→ **Source data**
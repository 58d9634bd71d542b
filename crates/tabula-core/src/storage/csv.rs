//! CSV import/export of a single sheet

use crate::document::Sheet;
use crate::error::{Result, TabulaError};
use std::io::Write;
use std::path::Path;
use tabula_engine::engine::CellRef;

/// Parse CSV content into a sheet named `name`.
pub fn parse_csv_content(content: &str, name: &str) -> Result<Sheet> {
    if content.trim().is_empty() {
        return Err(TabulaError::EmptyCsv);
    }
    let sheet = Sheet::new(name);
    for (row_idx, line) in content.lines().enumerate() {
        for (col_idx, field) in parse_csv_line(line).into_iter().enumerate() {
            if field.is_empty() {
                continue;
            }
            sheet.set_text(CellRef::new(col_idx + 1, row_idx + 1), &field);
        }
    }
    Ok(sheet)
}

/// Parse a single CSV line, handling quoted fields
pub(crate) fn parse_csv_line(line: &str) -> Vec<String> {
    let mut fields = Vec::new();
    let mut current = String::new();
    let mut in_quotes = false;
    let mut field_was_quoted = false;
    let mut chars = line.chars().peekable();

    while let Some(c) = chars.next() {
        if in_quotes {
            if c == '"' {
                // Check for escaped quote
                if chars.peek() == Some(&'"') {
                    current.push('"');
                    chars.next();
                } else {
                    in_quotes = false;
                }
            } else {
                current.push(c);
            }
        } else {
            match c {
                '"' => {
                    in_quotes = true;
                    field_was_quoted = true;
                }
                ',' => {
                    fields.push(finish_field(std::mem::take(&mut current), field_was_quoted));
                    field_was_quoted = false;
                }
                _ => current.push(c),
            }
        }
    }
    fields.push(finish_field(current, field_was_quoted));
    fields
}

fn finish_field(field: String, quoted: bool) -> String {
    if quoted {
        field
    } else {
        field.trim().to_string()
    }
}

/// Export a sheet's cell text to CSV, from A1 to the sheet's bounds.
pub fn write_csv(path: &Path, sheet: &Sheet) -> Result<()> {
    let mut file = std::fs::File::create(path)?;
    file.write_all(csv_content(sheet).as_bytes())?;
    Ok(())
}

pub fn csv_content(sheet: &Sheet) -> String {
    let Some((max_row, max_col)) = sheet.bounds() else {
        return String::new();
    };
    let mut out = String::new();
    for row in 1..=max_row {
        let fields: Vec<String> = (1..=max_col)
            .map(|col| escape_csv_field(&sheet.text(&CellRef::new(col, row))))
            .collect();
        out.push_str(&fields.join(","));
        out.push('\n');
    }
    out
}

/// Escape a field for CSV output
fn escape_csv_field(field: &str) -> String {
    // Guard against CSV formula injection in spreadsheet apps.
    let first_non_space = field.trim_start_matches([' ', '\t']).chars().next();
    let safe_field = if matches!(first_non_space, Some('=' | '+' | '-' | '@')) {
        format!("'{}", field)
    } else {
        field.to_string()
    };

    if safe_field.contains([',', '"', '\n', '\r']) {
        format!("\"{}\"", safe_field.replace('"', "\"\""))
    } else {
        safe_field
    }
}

→ **PROBLEM DESCRIPTION**
Only the lines with "return" are needed; find them in the records and copy each one.

→ **SOLUTION TO THIS EXERCISE**
        return Err(TabulaError::EmptyCsv);
        return String::new();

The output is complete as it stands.